Моя личная кампания — попытки принести в семинарию мудрость Колумбийского университета — была не более успешной, чем мои вялые усилия принести мудрость семинарии в Колумбийский университет. Конечно, я действовал не очень тактично, но, подозреваю, тактичность не сыграла бы тут почти никакой роли. На одном занятии, выступая с докладом о сборнике современной ивритской поэзии, я чуть не спровоцировал бунт, когда раскритиковал просодию одного второстепенного ивритского лирика, сославшись в качестве образца на Э. Э. Каммингса. На меня накричали, взывали к крови шести миллионов, обвиняли меня в удручающем незнании иврита, уверяя, что мои сравнения неуклюжи, неуместны и даже нравственно небезупречны. (Я до сих пор считаю, что оценил поэта верно.) На другом занятии я по глупости сознался, что считаю Бялика второразрядным провинциалом, сильно уступающим космополитичному Черниховскому ; это как если бы на коммунистическом митинге какой‑то новоиспеченный партиец объявил бы Розу Люксембург более глубоким философом, чем Ленин. А когда я пытался характеризовать Йеуду Галеви и Шломо Ибн‑Габироля как ивритских Донна и Марвелла, мои соученики по семинарии уже не улыбались скептически, а заикались, заходились кашлем и скрежетали зубами от возмущения. И только единожды я не навлек на себя непомерно жаркие протесты — а именно, когда на очередной из вечных дискуссий на тему, почему произведение становится еврейским, сказал, что подлинные американские еврейские писатели — не Фанни Хёрст и Людвиг Льюисон , а Айзек Розенфельд и Лесли Фидлер. Но самый примечательный успех я снискал в ивритоязычном летнем учебном лагере, организованном семинарией.
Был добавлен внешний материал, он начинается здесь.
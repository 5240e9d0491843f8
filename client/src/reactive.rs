//! Stream-style surface over [`ChatSession`].
//!
//! Every operation comes back as a lazy single-item stream: nothing is sent
//! until the stream is first polled, and dropping it before then cancels the
//! call without side effects.

use std::future::Future;
use std::sync::Arc;

use futures_util::stream::{self, BoxStream, StreamExt};
use sportstalk_protocol::{
    ChatEvent, CommandResult, EventsByTimestampOptions, EventsByTypeOptions,
    ExecuteCommandRequest, GetUpdatesOptions, JoinResult, JoinRoomRequest,
    ListEventsByTimestampResult, ListEventsResult, ListOptions, QuotedReplyRequest,
    SearchEventsRequest, ThreadedReplyRequest, UpdatesResult,
};

use crate::error::Result;
use crate::session::ChatSession;
use crate::transport::{HttpRemote, RemoteApi};

/// Single-value stream of one operation's outcome.
pub type Single<T> = BoxStream<'static, Result<T>>;

fn single<T, Fut>(fut: Fut) -> Single<T>
where
    Fut: Future<Output = Result<T>> + Send + 'static,
    T: Send + 'static,
{
    stream::once(fut).boxed()
}

/// Reactive adapter sharing one [`ChatSession`].
pub struct ReactiveSession<R = HttpRemote> {
    session: Arc<ChatSession<R>>,
}

impl<R> Clone for ReactiveSession<R> {
    fn clone(&self) -> Self {
        Self {
            session: Arc::clone(&self.session),
        }
    }
}

impl<R: RemoteApi + 'static> ReactiveSession<R> {
    pub fn new(session: Arc<ChatSession<R>>) -> Self {
        Self { session }
    }

    pub fn session(&self) -> &Arc<ChatSession<R>> {
        &self.session
    }

    pub fn join_room(&self, room_id: &str, request: JoinRoomRequest) -> Single<JoinResult> {
        let session = Arc::clone(&self.session);
        let room_id = room_id.to_string();
        single(async move { session.join_room(&room_id, request).await })
    }

    pub fn join_room_by_custom_id(&self, custom_id: &str, request: JoinRoomRequest) -> Single<JoinResult> {
        let session = Arc::clone(&self.session);
        let custom_id = custom_id.to_string();
        single(async move { session.join_room_by_custom_id(&custom_id, request).await })
    }

    pub fn exit_room(&self, room_id: &str, user_id: &str) -> Single<()> {
        let session = Arc::clone(&self.session);
        let room_id = room_id.to_string();
        let user_id = user_id.to_string();
        single(async move { session.exit_room(&room_id, &user_id).await })
    }

    pub fn get_updates(&self, room_id: &str, options: GetUpdatesOptions) -> Single<UpdatesResult> {
        let session = Arc::clone(&self.session);
        let room_id = room_id.to_string();
        single(async move { session.get_updates(&room_id, options).await })
    }

    pub fn list_previous_events(&self, room_id: &str, options: ListOptions) -> Single<ListEventsResult> {
        let session = Arc::clone(&self.session);
        let room_id = room_id.to_string();
        single(async move { session.list_previous_events(&room_id, options).await })
    }

    pub fn list_events_history(&self, room_id: &str, options: ListOptions) -> Single<ListEventsResult> {
        let session = Arc::clone(&self.session);
        let room_id = room_id.to_string();
        single(async move { session.list_events_history(&room_id, options).await })
    }

    pub fn list_events_by_type(
        &self,
        room_id: &str,
        options: EventsByTypeOptions,
    ) -> Single<ListEventsResult> {
        let session = Arc::clone(&self.session);
        let room_id = room_id.to_string();
        single(async move { session.list_events_by_type(&room_id, options).await })
    }

    pub fn list_events_by_timestamp(
        &self,
        room_id: &str,
        options: EventsByTimestampOptions,
    ) -> Single<ListEventsByTimestampResult> {
        let session = Arc::clone(&self.session);
        let room_id = room_id.to_string();
        single(async move { session.list_events_by_timestamp(&room_id, options).await })
    }

    pub fn search_event_history(&self, request: SearchEventsRequest) -> Single<ListEventsResult> {
        let session = Arc::clone(&self.session);
        single(async move { session.search_event_history(request).await })
    }

    pub fn list_messages_by_user(
        &self,
        room_id: &str,
        user_id: &str,
        options: ListOptions,
    ) -> Single<ListEventsResult> {
        let session = Arc::clone(&self.session);
        let room_id = room_id.to_string();
        let user_id = user_id.to_string();
        single(async move { session.list_messages_by_user(&room_id, &user_id, options).await })
    }

    pub fn execute_chat_command(
        &self,
        room_id: &str,
        request: ExecuteCommandRequest,
    ) -> Single<CommandResult> {
        let session = Arc::clone(&self.session);
        let room_id = room_id.to_string();
        single(async move { session.execute_chat_command(&room_id, request).await })
    }

    pub fn send_threaded_reply(
        &self,
        room_id: &str,
        reply_to: &str,
        request: ThreadedReplyRequest,
    ) -> Single<ChatEvent> {
        let session = Arc::clone(&self.session);
        let room_id = room_id.to_string();
        let reply_to = reply_to.to_string();
        single(async move { session.send_threaded_reply(&room_id, &reply_to, request).await })
    }

    pub fn send_quoted_reply(
        &self,
        room_id: &str,
        reply_to: &str,
        request: QuotedReplyRequest,
    ) -> Single<ChatEvent> {
        let session = Arc::clone(&self.session);
        let room_id = room_id.to_string();
        let reply_to = reply_to.to_string();
        single(async move { session.send_quoted_reply(&room_id, &reply_to, request).await })
    }

    pub fn start_listening_to_chat_updates(&self, room_id: &str) {
        self.session.start_listening_to_chat_updates(room_id);
    }

    pub fn stop_listening_to_chat_updates(&self, room_id: &str) {
        self.session.stop_listening_to_chat_updates(room_id);
    }
}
Читая курс об Иеремии, я восхитил своих слушателей — подростков 15 лет, заявив: чтобы понять, какая это великая книга, им не обязательно верить, что Б‑г действительно говорил с Иеремией. Я со всей серьезностью излагал им теорию Кольриджа о «временном отказе от недоверия» и намекал, что Иеремия (в отличие от Исаии) хотел быть не пророком, а поэтом; именно поэтому он постоянно жаловался Б‑гу, как его обижают. Я описывал этого измученного религиозного гения как некий гебраистский прообраз художника, гонимого гебраистским прообразом буржуазного общества, описывал как Флобера среди еврейских филистеров. (Кстати, пророка Амоса я охотно называл «первым молодым провинциалом».) Новаторство этого подхода не проходило незамеченным даже в кругу 15‑летних подростков.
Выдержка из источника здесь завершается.